A quick update on the state of gas taxes in certain states. I blogged previously about how legislators in Virginia, Maryland and Iowa are trying to confront the challenge of funding their transportation infrastructure needs in the face of fewer federal dollars.
[UPDATE: My blog triggered this Huffington Post story, which quotes me.]
In Iowa, a bi-partisan effort to bump up the state's 21 cents-per-gallon fuel fee looks likely to pass. The tax on gasoline and diesel fuel would increase by 4 cents in 2013 and again in 2014. Each penny increase in the tax would generate roughly $22 million. Kudos to Iowa's elected leaders for taking bold action to address the state's infrastructure fiscal crunch.
Meanwhile, Maryland Gov. Martin O'Malley is expected to introduce his budget tomorrow, and everyone is waiting to see if he follows through on his pledge to boost the gas tax by up to 15 cents per gallon.
Across the river, in Virginia, Republicans are debating a measure to link the state’s gas tax to inflation — as is suggested by many experts and as is the case in several other states. Alas, Gov. Bob McDonnell strongly opposes any increase in the gas tax. Such philosophical opposition is misguided, especially since the state's gas tax has been dwarfed by inflation and rising construction costs. Indexing would, over time, provide Virginia with hundreds of millions of dollars more annually to pay for transportation upgrades. Without it, the state will continue to fall further into an abyss of its own making.
The Washington Post editorialized on the situation, putting it bluntly:
The gas tax, Virginia’s main source of transportation funds, was last raised in 1987, to 17.5 cents per gallon. Since then, rising prices have decimated the revenue it yields, so that the state will soon have no cash — not a dime — for new roads, rails and bridges.
The governor has been frank about the urgency of the problem. But he also has been hamstrung by his ill-advised promise not to raise taxes.
As alternatives, he has accelerated borrowing in the near term and proposed diverting a modest but gradually increasing sum from schools, public safety and health to transportation. But even by 2020, that diversion would yield just $300 million a year in extra revenue for transportation. According to most estimates, the state needs a minimum of $1 billion more right now — not eight years from now.
Depending on how it was structured and on the rate of inflation, indexing, or switching to a straight percentage sales tax on gasoline, could produce an extra $150 million to $200 million a year by 2016 or 2017 and more in subsequent years. It would probably increase the tax on gasoline by 3 or 4 percent a year, meaning an extra dime or two to fill up the tank in the first year.

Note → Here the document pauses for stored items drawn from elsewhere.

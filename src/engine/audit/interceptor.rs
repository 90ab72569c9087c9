//! Change Interceptor
//!
//! Runs once per unit of work before commit: picks out the auditable
//! mutations, snapshots each entity and writes one audit log for the pass
//! inside the unit of work's own transaction.

use chrono::{DateTime, Duration, Utc};
use rusqlite::Connection;
use std::collections::HashMap;
use std::sync::Arc;

use super::model::{truncate_to_micros, AuditLog, AuditLogId, ChangeKind, Snapshot};
use super::registry::EntityRegistry;
use super::serializer::{CapturedState, SnapshotSerializer};
use super::store::SnapshotStore;
use crate::engine::error::Result;
use crate::engine::unit_of_work::{CommitInterceptor, PendingMutation};

struct Captured {
    entity_type: String,
    change: ChangeKind,
    state: CapturedState,
}

pub struct ChangeInterceptor {
    registry: Arc<EntityRegistry>,
    serializer: SnapshotSerializer,
    store: SnapshotStore,
}

impl ChangeInterceptor {
    pub fn new(registry: Arc<EntityRegistry>) -> Self {
        Self {
            registry,
            serializer: SnapshotSerializer::new(),
            store: SnapshotStore::new(),
        }
    }

    pub fn registry(&self) -> &EntityRegistry {
        &self.registry
    }

    /// Snapshot every auditable mutation in `pending` and persist them as
    /// one audit log. Returns `None` when nothing auditable was pending.
    pub fn intercept(&self, conn: &Connection, pending: &[PendingMutation]) -> Result<Option<AuditLogId>> {
        let batch = self.capture_batch(pending)?;
        if batch.is_empty() {
            return Ok(None);
        }

        let created_at = self.next_timestamp(conn, &batch)?;
        let audit_log = AuditLog::new(created_at);
        let snapshots: Vec<Snapshot> = batch
            .into_iter()
            .map(|c| Snapshot::new(&c.entity_type, &c.state.entity_id, c.change, c.state.payload, &audit_log))
            .collect();

        self.store.save_audit_log(conn, &audit_log, &snapshots)?;
        Ok(Some(audit_log.id))
    }

    /// Serialize the auditable subset of `pending`. Repeated mutations of the
    /// same entity collapse into one entry carrying the last state.
    fn capture_batch(&self, pending: &[PendingMutation]) -> Result<Vec<Captured>> {
        let mut batch: Vec<Captured> = Vec::new();
        let mut positions: HashMap<(String, String), usize> = HashMap::new();

        for mutation in pending {
            let entity = &*mutation.entity;
            let entity_type = entity.type_name();
            if !self.registry.is_registered(entity_type) {
                tracing::trace!(entity_type = %entity_type, "skipping unregistered entity type");
                continue;
            }

            let entry = self.registry.resolve(entity_type)?;
            let state = self.serializer.capture(entity, entry)?;
            let key = (entity_type.to_string(), state.entity_id.clone());

            match positions.get(&key) {
                Some(&index) => {
                    let previous = &mut batch[index];
                    previous.change = coalesce(previous.change, mutation.change);
                    previous.state = state;
                }
                None => {
                    positions.insert(key, batch.len());
                    batch.push(Captured {
                        entity_type: entity_type.to_string(),
                        change: mutation.change,
                        state,
                    });
                }
            }
        }

        Ok(batch)
    }

    /// Wall-clock time, pushed past the newest stored snapshot of any entity
    /// in the batch so per-entity history stays strictly increasing.
    fn next_timestamp(&self, conn: &Connection, batch: &[Captured]) -> Result<DateTime<Utc>> {
        let mut at = truncate_to_micros(Utc::now());
        for captured in batch {
            if let Some(latest) = self
                .store
                .latest_created_at(conn, &captured.entity_type, &captured.state.entity_id)?
            {
                if latest >= at {
                    at = latest + Duration::microseconds(1);
                }
            }
        }
        Ok(at)
    }
}

impl CommitInterceptor for ChangeInterceptor {
    fn before_commit(&self, conn: &Connection, pending: &[PendingMutation]) -> Result<Option<AuditLogId>> {
        self.intercept(conn, pending)
    }
}

/// An entity created and then edited in the same unit of work is still a
/// creation; anything else takes the later kind.
fn coalesce(earlier: ChangeKind, later: ChangeKind) -> ChangeKind {
    match (earlier, later) {
        (ChangeKind::Created, ChangeKind::Modified) => ChangeKind::Created,
        (_, later) => later,
    }
}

Some Republicans may howl, including those who handed Grover Norquist the final say over state finances by signing a pledge to oppose higher taxes. But as things stand, Virginians are not paying anything close to the cost of the roads they are using. Within a few years, all transportation funds will be drained off just to maintain the existing, badly inadequate network. And indexing isn’t a new tax; it would simply enable Virginia to avoid falling further behind.

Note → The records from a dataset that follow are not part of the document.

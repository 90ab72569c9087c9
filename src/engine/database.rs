//! Chronicle Database Module
//! SQLite backend with connection pooling and audit schema bootstrap

use r2d2::{Pool, PooledConnection};
use r2d2_sqlite::SqliteConnectionManager;
use std::path::Path;
use std::time::Duration;
use thiserror::Error;

use crate::engine::config::DatabaseConfig;

pub type DbPool = Pool<SqliteConnectionManager>;
pub type DbConnection = PooledConnection<SqliteConnectionManager>;

/// Audit tables. Hosts keep their own tables in the same database file so
/// entity writes and snapshot writes share one transaction.
const AUDIT_SCHEMA: &str = "
CREATE TABLE IF NOT EXISTS _chronicle_audit_logs (
    id TEXT PRIMARY KEY,
    created_at INTEGER NOT NULL
);

CREATE TABLE IF NOT EXISTS _chronicle_snapshots (
    id TEXT PRIMARY KEY,
    entity_id TEXT NOT NULL,
    entity_type TEXT NOT NULL,
    change TEXT NOT NULL,
    payload TEXT NOT NULL,
    checksum TEXT NOT NULL,
    created_at INTEGER NOT NULL,
    audit_log_id TEXT NOT NULL REFERENCES _chronicle_audit_logs(id)
);

CREATE INDEX IF NOT EXISTS _chronicle_snapshots_entity
    ON _chronicle_snapshots (entity_type, entity_id, created_at);

CREATE INDEX IF NOT EXISTS _chronicle_snapshots_log
    ON _chronicle_snapshots (audit_log_id);
";

#[derive(Error, Debug)]
pub enum DatabaseError {
    #[error("Failed to create database pool: {0}")]
    PoolError(#[from] r2d2::Error),
    #[error("SQLite error: {0}")]
    SqliteError(#[from] rusqlite::Error),
    #[error("Database file not found: {0}")]
    NotFound(String),
}

#[derive(Clone)]
pub struct Database {
    pool: DbPool,
}

impl Database {
    pub fn new(db_path: &Path) -> Result<Self, DatabaseError> {
        Self::with_config(db_path, &DatabaseConfig::default())
    }

    pub fn with_config(db_path: &Path, config: &DatabaseConfig) -> Result<Self, DatabaseError> {
        // Ensure parent directory exists
        if let Some(parent) = db_path.parent() {
            std::fs::create_dir_all(parent).ok();
        }

        let busy_timeout = Duration::from_millis(config.busy_timeout_ms);
        let manager = SqliteConnectionManager::file(db_path)
            .with_init(move |conn| init_connection(conn, busy_timeout));
        let pool = Pool::builder()
            .max_size(config.pool_size.max(1))
            .connection_timeout(busy_timeout.max(Duration::from_secs(1)))
            .build(manager)?;

        let db = Self { pool };
        db.init_schema()?;
        tracing::debug!(path = %db_path.display(), "opened audit database");
        Ok(db)
    }

    /// Open an existing database file without creating it.
    pub fn open_existing(db_path: &Path, config: &DatabaseConfig) -> Result<Self, DatabaseError> {
        if !db_path.exists() {
            return Err(DatabaseError::NotFound(db_path.display().to_string()));
        }
        Self::with_config(db_path, config)
    }

    pub fn in_memory() -> Result<Self, DatabaseError> {
        // A single pooled connection keeps every caller on the same in-memory database.
        let manager = SqliteConnectionManager::memory()
            .with_init(|conn| init_connection(conn, Duration::from_secs(5)));
        let pool = Pool::builder()
            .max_size(1)
            .build(manager)?;
        let db = Self { pool };
        db.init_schema()?;
        Ok(db)
    }

    fn init_schema(&self) -> Result<(), DatabaseError> {
        let conn = self.pool.get()?;

        // WAL for file databases; in-memory databases report "memory" and keep going
        let _: String = conn.query_row("PRAGMA journal_mode=WAL", [], |row| row.get(0))?;
        install_audit_schema(&conn)?;

        Ok(())
    }

    pub fn get_connection(&self) -> Result<DbConnection, DatabaseError> {
        Ok(self.pool.get()?)
    }

    /// Run host DDL (entity tables) against the shared database.
    pub fn execute_batch(&self, sql: &str) -> Result<(), DatabaseError> {
        let conn = self.get_connection()?;
        conn.execute_batch(sql)?;
        Ok(())
    }

    pub fn get_tables(&self) -> Result<Vec<String>, DatabaseError> {
        let conn = self.get_connection()?;
        let mut stmt = conn.prepare(
            "SELECT name FROM sqlite_master WHERE type='table' AND substr(name, 1, 11) != '_chronicle_' AND name NOT LIKE 'sqlite_%' ORDER BY name"
        )?;
        let tables = stmt
            .query_map([], |row| row.get(0))?
            .collect::<Result<Vec<String>, _>>()?;
        Ok(tables)
    }
}

/// Create the audit tables on a connection the caller manages itself.
pub fn install_audit_schema(conn: &rusqlite::Connection) -> Result<(), rusqlite::Error> {
    conn.execute_batch(AUDIT_SCHEMA)
}

fn init_connection(conn: &mut rusqlite::Connection, busy_timeout: Duration) -> Result<(), rusqlite::Error> {
    conn.busy_timeout(busy_timeout)?;
    conn.execute_batch("PRAGMA foreign_keys=ON")
}

#[cfg(test)]
mod tests {
    use super::*;

    #[test]
    fn test_in_memory_creates_audit_tables() {
        let db = Database::in_memory().unwrap();
        let conn = db.get_connection().unwrap();
        let count: i64 = conn
            .query_row(
                "SELECT COUNT(*) FROM sqlite_master WHERE type='table' AND name LIKE '_chronicle_%'",
                [],
                |row| row.get(0),
            )
            .unwrap();
        assert_eq!(count, 2);
    }

    #[test]
    fn test_host_tables_listed_without_audit_tables() {
        let db = Database::in_memory().unwrap();
        db.execute_batch("CREATE TABLE posts (id TEXT PRIMARY KEY, title TEXT)")
            .unwrap();
        assert_eq!(db.get_tables().unwrap(), vec!["posts".to_string()]);
    }

    #[test]
    fn test_file_database_enables_foreign_keys() {
        let dir = tempfile::tempdir().unwrap();
        let db = Database::new(&dir.path().join("data").join("audit.db")).unwrap();
        let conn = db.get_connection().unwrap();
        let enabled: i64 = conn
            .query_row("PRAGMA foreign_keys", [], |row| row.get(0))
            .unwrap();
        assert_eq!(enabled, 1);
    }

    #[test]
    fn test_open_existing_missing_file() {
        let dir = tempfile::tempdir().unwrap();
        let result = Database::open_existing(&dir.path().join("nope.db"), &DatabaseConfig::default());
        assert!(matches!(result, Err(DatabaseError::NotFound(_))));
    }
}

Last month, Mr. McDonnell announced $10 million in fee increases — for lost vehicle titles, late registration renewals and temporary drivers licenses — to cover costs at the Department of Motor Vehicles. “All we’re doing is making ends meet by making the revenues come in equivalent to the cost of running the DMV,” he said, sensibly.
Building and operating the state’s transportation network is no different. By leaving the gas tax untouched for 25 years, Virginia has fallen critically behind in its ability to move people and remain competitive. That has to end — better late than never.